Access to fresh fruitshttps://yorkpbnews.net/wp-admin/post-new.php and vegetables in Jamaica is increasingly scarce as corner bodegas become the neighborhood’s primary source for food in an area that many consider to be a kind of urban food desert.
The United States Department of Agriculture (USDA) has been reluctant to label any portion of the five boroughs as “food deserts,” a term they give to areas that do not have accessible supermarkets selling fresh produce within a mile’s distance.
And Jamaica is no different. There are only four large supermarkets within the entire neighborhood, and most of them outline the Northern border — a good eight blocks in some cases for people who live anywhere south of the York College campus.
“Even if you think about it, a mile is a long way for people in New York City,” said Michelle Friedman, communications director for the New York City Coalition Against Hunger (NYCCAH). “It puts a huge burden on people who already have limited access to a supermarket.”
The USDA definition of a food desert is too narrow and doesn’t make sense for urban areas like Queens or in the Bronx, where the problem of finding even simple markets with vegetables is becoming an epic issue, Friedman said.
“A mile might not be a significant distance in a suburban area where people have a car to get around, versus in New York City” where supermarkets may not be accessible within even half a mile, Friedman said.
Mayor Bill de Blasio’s Green Cart Initiative, the roll-around produce carts that aim to get fresh fruits and vegetables into low-income areas that have limited access to fresh food, is visible throughout Jamaica and the rest of Southeast Queens stretching as far as the Rockaways.

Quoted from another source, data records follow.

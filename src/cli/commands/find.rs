use super::{Context, MatchFlags, WalkFlags};
use anyhow::Result;
use clap::Args;

#[derive(Args)]
pub struct FindArgs {
    /// Patterns applied in order; prefix with ! to exclude
    #[arg(required = true)]
    pub patterns: Vec<String>,

    /// Root for unrooted patterns [default: configured root, then
    /// $SYSTEM_DEFAULTWORKINGDIRECTORY, then the working directory]
    #[arg(short, long)]
    pub root: Option<String>,

    #[command(flatten)]
    pub walk: WalkFlags,

    #[command(flatten)]
    pub matching: MatchFlags,
}

pub fn execute(args: FindArgs, context: &Context<'_>) -> Result<()> {
    let settings = context.settings()?;
    let walk_options = args.walk.apply(settings.walk);
    let match_options = args.matching.apply(settings.matching);
    let root = args.root.or(settings.default_root);

    let found = crate::find::find_match(root.as_deref(), &args.patterns, &walk_options, &match_options)?;
    if found.is_empty() {
        context.output.warning("No paths matched");
    }
    context.print_paths(&found)
}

But these subsidized produce carts are the government’s reaction to what many see as a problem with the lack of Farmer’s markets in the area.

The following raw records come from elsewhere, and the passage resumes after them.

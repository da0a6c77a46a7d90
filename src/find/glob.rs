//! Glob compilation and matching
//!
//! Patterns are matched segment by segment, the way shell globs treat paths:
//! a wildcard never crosses `/`, a segment that is exactly `**` spans any
//! number of segments, and names starting with `.` get special treatment.
//! Each wildcard segment is compiled once with `globset`.
//!
//! Brace alternation is not handled here. By the time a pattern is compiled
//! its braces have been expanded (see [`super::pattern`]), so any `{` or `}`
//! left over matches literally.

use super::options::MatchOptions;
use crate::error::{FindError, Result};
use globset::{GlobBuilder, GlobMatcher};

#[derive(Debug, Clone)]
enum Segment {
    Literal(String),
    GlobStar,
    Wild {
        matcher: GlobMatcher,
        explicit_dot: bool,
    },
}

/// A single compiled pattern
#[derive(Debug, Clone)]
pub struct CompiledPattern {
    pattern: String,
    segments: Vec<Segment>,
    nocase: bool,
    dot: bool,
    match_base: bool,
}

impl CompiledPattern {
    /// Compile `pattern` under `options`. Comment, negation and brace flags
    /// are ignored here; the caller has already dealt with them.
    pub fn new(pattern: &str, options: &MatchOptions) -> Result<Self> {
        let mut segments = Vec::new();
        for segment in split_segments(pattern) {
            let compiled = if segment == "**" && !options.noglobstar {
                Segment::GlobStar
            } else if !has_magic(segment) {
                Segment::Literal(unescape(segment))
            } else {
                let glob = GlobBuilder::new(&sanitize(segment))
                    .literal_separator(true)
                    .backslash_escape(true)
                    .case_insensitive(options.nocase)
                    .build()
                    .map_err(|source| FindError::Glob {
                        pattern: pattern.to_string(),
                        source,
                    })?;
                Segment::Wild {
                    matcher: glob.compile_matcher(),
                    explicit_dot: segment.starts_with('.'),
                }
            };
            segments.push(compiled);
        }

        Ok(Self {
            pattern: pattern.to_string(),
            segments,
            nocase: options.nocase,
            dot: options.dot,
            match_base: options.match_base,
        })
    }

    pub fn pattern(&self) -> &str {
        &self.pattern
    }

    /// Test one path
    pub fn is_match(&self, path: &str) -> bool {
        let file = split_segments(path);
        if self.match_base && self.segments.len() == 1 {
            let basename = file.last().copied().unwrap_or_default();
            return self.match_segments(&[basename], &self.segments);
        }
        self.match_segments(&file, &self.segments)
    }

    /// Keep the entries of `list` that match, in list order
    pub fn filter_list<'a>(&self, list: &'a [String]) -> Vec<&'a String> {
        list.iter().filter(|item| self.is_match(item)).collect()
    }

    fn match_segments(&self, file: &[&str], pattern: &[Segment]) -> bool {
        let mut fi = 0;
        let mut pi = 0;
        while fi < file.len() && pi < pattern.len() {
            match &pattern[pi] {
                Segment::GlobStar => {
                    let rest = &pattern[pi + 1..];
                    if rest.is_empty() {
                        // a trailing ** swallows everything except hidden segments
                        return file[fi..].iter().all(|f| !self.blocks_globstar(f));
                    }
                    for fr in fi..file.len() {
                        if self.match_segments(&file[fr..], rest) {
                            return true;
                        }
                        if self.blocks_globstar(file[fr]) {
                            break;
                        }
                    }
                    return false;
                }
                segment => {
                    if !self.segment_matches(segment, file[fi]) {
                        return false;
                    }
                }
            }
            fi += 1;
            pi += 1;
        }

        if fi == file.len() && pi == pattern.len() {
            return true;
        }
        // pattern exhausted: "a/" is matched by "a"
        pi == pattern.len() && fi == file.len() - 1 && file[fi].is_empty()
    }

    fn blocks_globstar(&self, name: &str) -> bool {
        name == "." || name == ".." || (!self.dot && name.starts_with('.'))
    }

    fn segment_matches(&self, segment: &Segment, name: &str) -> bool {
        match segment {
            Segment::Literal(literal) => {
                if self.nocase {
                    literal.to_lowercase() == name.to_lowercase()
                } else {
                    literal == name
                }
            }
            Segment::Wild { matcher, explicit_dot } => {
                if !explicit_dot {
                    if name == "." || name == ".." {
                        return false;
                    }
                    if !self.dot && name.starts_with('.') {
                        return false;
                    }
                }
                matcher.is_match(name)
            }
            Segment::GlobStar => true,
        }
    }
}

/// Split on `/`, dropping empty interior segments. A leading empty segment
/// (rooted path) and a trailing one (trailing separator) are kept.
pub(crate) fn split_segments(text: &str) -> Vec<&str> {
    let parts: Vec<&str> = text.split('/').collect();
    let last = parts.len() - 1;
    parts
        .into_iter()
        .enumerate()
        .filter(|(i, part)| !part.is_empty() || *i == 0 || *i == last)
        .map(|(_, part)| part)
        .collect()
}

/// True when the segment holds an unescaped `*`, `?` or a closed `[...]` class
pub(crate) fn has_magic(segment: &str) -> bool {
    let chars: Vec<char> = segment.chars().collect();
    let mut i = 0;
    while i < chars.len() {
        match chars[i] {
            '\\' => i += 1,
            '*' | '?' => return true,
            '[' if class_end(&chars, i).is_some() => return true,
            _ => {}
        }
        i += 1;
    }
    false
}

/// Drop glob escapes from a literal segment
pub(crate) fn unescape(segment: &str) -> String {
    let mut unescaped = String::with_capacity(segment.len());
    let mut chars = segment.chars();
    while let Some(c) = chars.next() {
        if c == '\\' {
            match chars.next() {
                Some(next) => unescaped.push(next),
                None => unescaped.push(c),
            }
        } else {
            unescaped.push(c);
        }
    }
    unescaped
}

/// Index of the `]` closing the class opened at `open`
fn class_end(chars: &[char], open: usize) -> Option<usize> {
    let mut i = open + 1;
    if matches!(chars.get(i), Some('!') | Some('^')) {
        i += 1;
    }
    // a ']' right after the opener is a member, not the end
    i += 1;
    while i < chars.len() {
        match chars[i] {
            '\\' => i += 1,
            ']' => return Some(i),
            _ => {}
        }
        i += 1;
    }
    None
}

/// Rewrite a segment into globset syntax with shell semantics: literal
/// braces, unclosed `[` literal, `[^` as negation, `**` as `*`.
fn sanitize(segment: &str) -> String {
    let chars: Vec<char> = segment.chars().collect();
    let mut out = String::with_capacity(segment.len() + 8);
    let mut i = 0;
    while i < chars.len() {
        match chars[i] {
            '\\' => match chars.get(i + 1) {
                Some(&next) => {
                    out.push('\\');
                    out.push(next);
                    i += 1;
                }
                None => out.push_str("\\\\"),
            },
            '{' => out.push_str("[{]"),
            '}' => out.push_str("[}]"),
            '*' => {
                out.push('*');
                while chars.get(i + 1) == Some(&'*') {
                    i += 1;
                }
            }
            '[' => match class_end(&chars, i) {
                Some(end) => {
                    out.push('[');
                    let mut j = i + 1;
                    if matches!(chars[j], '!' | '^') {
                        out.push('!');
                        j += 1;
                    }
                    for &c in &chars[j..end] {
                        out.push(c);
                    }
                    out.push(']');
                    i = end;
                }
                None => out.push_str("[[]"),
            },
            c => out.push(c),
        }
        i += 1;
    }
    out
}
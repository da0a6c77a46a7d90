//! Layered configuration for findmatch
//!
//! Embedded defaults, then user and repository files in TOML, JSON or YAML,
//! then `FINDMATCH_` environment variables.

pub mod core;

pub use self::core::{ConfigFormat, FindMatchConfig, Settings};
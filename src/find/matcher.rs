//! Apply an ordered include/exclude pattern list to an in-memory path list

use super::glob::CompiledPattern;
use super::options::MatchOptions;
use super::paths;
use super::pattern::{is_basename_only, prepare};
use crate::error::Result;
use std::collections::HashSet;

/// Filter `list` through `patterns`, applied left to right.
///
/// Include patterns add their matches from the full list, `!` patterns take
/// theirs away. Unrooted patterns are rooted at `pattern_root` when one is
/// given, except slash-free patterns under `match_base`. The result keeps the
/// order (and any duplicates) of `list`.
pub fn match_paths(
    list: &[String],
    patterns: &[String],
    pattern_root: Option<&str>,
    options: &MatchOptions,
) -> Result<Vec<String>> {
    tracing::debug!("pattern root: '{}'", pattern_root.unwrap_or_default());
    options.trace();

    let mut matched: HashSet<&str> = HashSet::new();
    for raw in patterns {
        tracing::debug!("pattern: '{}'", raw);
        let Some(prepared) = prepare(raw, options) else {
            continue;
        };

        for variant in &prepared.variants {
            let pattern = match pattern_root {
                Some(root)
                    if !root.is_empty()
                        && !paths::is_rooted(variant)
                        && (!prepared.options.match_base || !is_basename_only(variant)) =>
                {
                    let rooted = paths::ensure_rooted(root, variant)?;
                    tracing::debug!("rooted pattern: '{}'", rooted);
                    rooted
                }
                _ => variant.clone(),
            };

            let compiled = CompiledPattern::new(&pattern, &prepared.options)?;
            let hits = compiled.filter_list(list);
            tracing::debug!("{} matches", hits.len());
            if prepared.include {
                matched.extend(hits.into_iter().map(String::as_str));
            } else {
                for hit in hits {
                    matched.remove(hit.as_str());
                }
            }
        }
    }

    let result: Vec<String> = list
        .iter()
        .filter(|item| matched.contains(item.as_str()))
        .cloned()
        .collect();
    tracing::debug!("{} final results", result.len());
    Ok(result)
}

/// Compile one pattern into a reusable predicate.
///
/// No comment, negation or brace preprocessing happens here.
pub fn filter(pattern: &str, options: &MatchOptions) -> Result<CompiledPattern> {
    CompiledPattern::new(pattern, options)
}
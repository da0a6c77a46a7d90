//! Recursive directory traversal
//!
//! The walk runs on an explicit stack rather than the call stack, so tree
//! depth is bounded by heap, not by thread stack size. Output is pre-order
//! with children in the order the directory listing returned them.

use super::fs::{EntryKind, FileSystem};
use super::options::WalkOptions;
use super::paths;
use crate::error::{FindError, Result};
use std::io;

/// Stand-in for one frame of a recursive walk
#[derive(Debug)]
struct WalkStackEntry {
    path: String,
    /// Depth, root is 1. Used to trim the traversal chain when backtracking.
    level: usize,
}

/// Walk `root` and return every path reached, root first.
///
/// A root that does not exist yields an empty list instead of an error.
pub fn walk<F: FileSystem + ?Sized>(fs: &F, root: &str, options: &WalkOptions) -> Result<Vec<String>> {
    if root.is_empty() {
        tracing::debug!("no path specified");
        return Ok(Vec::new());
    }

    // normalize so the first entry is formatted like the joined children
    let root = paths::normalize(root);
    tracing::debug!("find path: '{}'", root);
    options.trace();

    if let Err(err) = fs.lstat(&root) {
        if err.kind() == io::ErrorKind::NotFound {
            tracing::debug!("0 results");
            return Ok(Vec::new());
        }
        return Err(FindError::from_io("lstat", root, err));
    }

    let mut result = Vec::new();
    let mut stack = vec![WalkStackEntry { path: root, level: 1 }];
    // canonical paths of the directories above the current entry
    let mut traversal_chain: Vec<String> = Vec::new();

    while let Some(entry) = stack.pop() {
        let is_root = entry.level == 1;
        let follow = options.follow_symbolic_links || (options.follow_specified_symbolic_link && is_root);

        let kind = match stat_entry(fs, &entry.path, follow, options.allow_broken_symbolic_links) {
            Ok(kind) => kind,
            Err(err) if err.is_not_found() && options.skip_missing_files => {
                tracing::warn!("No such file or directory: \"{}\" - skipping.", entry.path);
                continue;
            }
            Err(err) => return Err(err),
        };
        result.push(entry.path.clone());

        // an unfollowed link stats as a symlink, never as a directory
        if !kind.is_dir() {
            tracing::debug!("  {} (file)", entry.path);
            continue;
        }
        tracing::debug!("  {} (directory)", entry.path);

        if options.follow_symbolic_links {
            let real_path = fs
                .real_path(&entry.path)
                .map_err(|err| FindError::from_io("realpath", entry.path.as_str(), err))?;

            traversal_chain.truncate(entry.level - 1);
            if traversal_chain.contains(&real_path) {
                tracing::debug!("    cycle detected");
                continue;
            }
            traversal_chain.push(real_path);
        }

        let children = fs
            .read_dir(&entry.path)
            .map_err(|err| FindError::from_io("readdir", entry.path.as_str(), err))?;
        let child_level = entry.level + 1;
        for name in children.iter().rev() {
            stack.push(WalkStackEntry {
                path: paths::join(&entry.path, name),
                level: child_level,
            });
        }
    }

    tracing::debug!("{} results", result.len());
    Ok(result)
}

fn stat_entry<F: FileSystem + ?Sized>(
    fs: &F,
    path: &str,
    follow: bool,
    allow_broken_symbolic_links: bool,
) -> Result<EntryKind> {
    if !follow {
        return fs.lstat(path).map_err(|err| FindError::from_io("lstat", path, err));
    }

    match fs.stat(path) {
        Ok(kind) => Ok(kind),
        Err(err) if err.kind() == io::ErrorKind::NotFound => match fs.lstat(path) {
            Ok(EntryKind::Symlink) if allow_broken_symbolic_links => {
                tracing::debug!("  {} (broken symlink)", path);
                Ok(EntryKind::Symlink)
            }
            Ok(EntryKind::Symlink) => Err(FindError::BrokenSymlink { path: path.to_string() }),
            _ => Err(FindError::NotFound { path: path.to_string() }),
        },
        Err(err) => Err(FindError::from_io("stat", path, err)),
    }
}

Every Friday, sponsored by the neighborhood non-profit giant Greater Jamaica Development Corporation, Jamaica hosts a small farmer’s market on 160th Street just north of Jamaica Avenue. But the three farms involved in bringing their produce into Jamaica’s market have issues of competing against more profitable markets in more affluent neighborhoods that utilize farmers markets more as a social tool than an economic necessity.
“Farms usually rely on community representatives in low-income areas,” said Diane Eggert executive director of the Farmer’s Market Federation of New York. “They have to use methods to get people into the market by getting farmers to accept SNAP benefits.”

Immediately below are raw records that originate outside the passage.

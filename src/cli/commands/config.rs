use super::Context;
use crate::config::{ConfigFormat, FindMatchConfig};
use anyhow::Result;
use clap::{Args, Subcommand};

#[derive(Args)]
pub struct ConfigArgs {
    #[command(subcommand)]
    pub command: ConfigCommand,
}

#[derive(Subcommand)]
pub enum ConfigCommand {
    /// Display the effective configuration
    Show {
        /// Syntax to render: json, toml, yaml
        #[arg(value_name = "FORMAT", default_value = "toml")]
        syntax: String,
    },
    /// Get a configuration value, e.g. "walk.follow_symbolic_links"
    Get { key: String },
    /// Validate the merged configuration
    Validate,
}

pub fn execute(args: ConfigArgs, context: &Context<'_>) -> Result<()> {
    let config = FindMatchConfig::load_with_custom_config(context.custom_config)?;

    match args.command {
        ConfigCommand::Show { syntax } => {
            let format_enum = match syntax.to_lowercase().as_str() {
                "json" => ConfigFormat::Json,
                "yaml" | "yml" => ConfigFormat::Yaml,
                "toml" => ConfigFormat::Toml,
                _ => return Err(anyhow::anyhow!("Unsupported format: {}. Use json, toml, or yaml", syntax)),
            };
            println!("{}", config.export(format_enum)?);
        }
        ConfigCommand::Get { key } => {
            let value = config
                .get_section(&key)
                .map_err(|_| anyhow::anyhow!("Configuration key '{}' not found", key))?;
            match value {
                serde_json::Value::String(s) => println!("{s}"),
                serde_json::Value::Object(_) | serde_json::Value::Array(_) => {
                    println!("{}", serde_json::to_string_pretty(&value)?)
                }
                other => println!("{other}"),
            }
        }
        ConfigCommand::Validate => {
            config.settings()?;
            context.output.success("Configuration is valid!");
        }
    }

    Ok(())
}
//! In-memory filesystem for deterministic engine tests

use super::fs::{EntryKind, FileSystem};
use std::cell::Cell;
use std::collections::{HashMap, VecDeque};
use std::io;

const MAX_LINK_HOPS: usize = 40;

#[derive(Debug, Clone)]
enum Node {
    File,
    Dir,
    Link(String),
}

/// Absolute-path tree with symlinks and call counters
#[derive(Debug, Default)]
pub(crate) struct MemoryFs {
    nodes: HashMap<String, Node>,
    listings: HashMap<String, Vec<String>>,
    stat_calls: Cell<usize>,
    walk_calls: Cell<usize>,
}

impl MemoryFs {
    pub(crate) fn new() -> Self {
        let mut fs = Self::default();
        fs.nodes.insert("/".to_string(), Node::Dir);
        fs
    }

    pub(crate) fn dir(mut self, path: &str) -> Self {
        self.insert(path, Node::Dir);
        self
    }

    pub(crate) fn file(mut self, path: &str) -> Self {
        self.insert(path, Node::File);
        self
    }

    pub(crate) fn link(mut self, path: &str, target: &str) -> Self {
        self.insert(path, Node::Link(target.to_string()));
        self
    }

    /// List `name` under `parent` without creating it, as if it vanished
    /// between the listing and the stat
    pub(crate) fn ghost(mut self, parent: &str, name: &str) -> Self {
        self.listings.entry(parent.to_string()).or_default().push(name.to_string());
        self
    }

    pub(crate) fn stat_calls(&self) -> usize {
        self.stat_calls.get()
    }

    pub(crate) fn read_dir_calls(&self) -> usize {
        self.walk_calls.get()
    }

    fn insert(&mut self, path: &str, node: Node) {
        let (parent, name) = match path.rfind('/') {
            Some(0) => ("/", &path[1..]),
            Some(index) => (&path[..index], &path[index + 1..]),
            None => panic!("memory fs paths must be absolute: {path}"),
        };
        if !self.nodes.contains_key(parent) {
            self.insert(parent, Node::Dir);
        }
        self.listings.entry(parent.to_string()).or_default().push(name.to_string());
        self.nodes.insert(path.to_string(), node);
    }

    fn resolve(&self, path: &str, follow_last: bool) -> io::Result<(String, &Node)> {
        let mut pending: VecDeque<String> = segments(path);
        let mut real = String::new();
        let mut hops = 0;

        while let Some(segment) = pending.pop_front() {
            let candidate = format!("{real}/{segment}");
            let node = self
                .nodes
                .get(&candidate)
                .ok_or_else(|| io::Error::from(io::ErrorKind::NotFound))?;
            match node {
                Node::Link(target) if follow_last || !pending.is_empty() => {
                    hops += 1;
                    if hops > MAX_LINK_HOPS {
                        return Err(io::Error::other("too many levels of symbolic links"));
                    }
                    let mut redirected = segments(target);
                    redirected.extend(pending);
                    pending = redirected;
                    real.clear();
                }
                Node::File if !pending.is_empty() => {
                    return Err(io::Error::from(io::ErrorKind::NotFound));
                }
                _ => real = candidate,
            }
        }

        if real.is_empty() {
            real.push('/');
        }
        let node = &self.nodes[&real];
        Ok((real, node))
    }
}

fn segments(path: &str) -> VecDeque<String> {
    path.split('/').filter(|s| !s.is_empty()).map(str::to_string).collect()
}

fn kind_of(node: &Node) -> EntryKind {
    match node {
        Node::File => EntryKind::File,
        Node::Dir => EntryKind::Directory,
        Node::Link(_) => EntryKind::Symlink,
    }
}

impl FileSystem for MemoryFs {
    fn stat(&self, path: &str) -> io::Result<EntryKind> {
        self.stat_calls.set(self.stat_calls.get() + 1);
        self.resolve(path, true).map(|(_, node)| kind_of(node))
    }

    fn lstat(&self, path: &str) -> io::Result<EntryKind> {
        self.stat_calls.set(self.stat_calls.get() + 1);
        self.resolve(path, false).map(|(_, node)| kind_of(node))
    }

    fn read_dir(&self, path: &str) -> io::Result<Vec<String>> {
        self.walk_calls.set(self.walk_calls.get() + 1);
        let (real, node) = self.resolve(path, true)?;
        match node {
            Node::Dir => Ok(self.listings.get(&real).cloned().unwrap_or_default()),
            _ => Err(io::Error::other("not a directory")),
        }
    }

    fn real_path(&self, path: &str) -> io::Result<String> {
        self.resolve(path, true).map(|(real, _)| real)
    }
}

But despite a 136 percent increase of farmers markets borough-wide in Queens over the past five years, there remain only two farmers markets available in all of Southeast Queens and only 56 percent of all Queens farmers markets accept EBT cards, including the market in Jamaica, according to data compiled from the USDA.
A new initiative by the NYCCAH includes creating Community Supported Agricultures (CSA’s), which allow members within a community or neighborhood to buy shares of a farmer’s crop which, in turn, will deliver fresh produce to them.
“Normally CSA’s have been beneficial to middle-income families,” said Friedman, but NYCCAH’s program is subsidized for those in lower-income brackets to pay for shares using their EBT cards.
“If you make healthy produce physically available and economically affordable, struggling families will flock to access it,” said Joel Berg, the executive director of NYCCAH.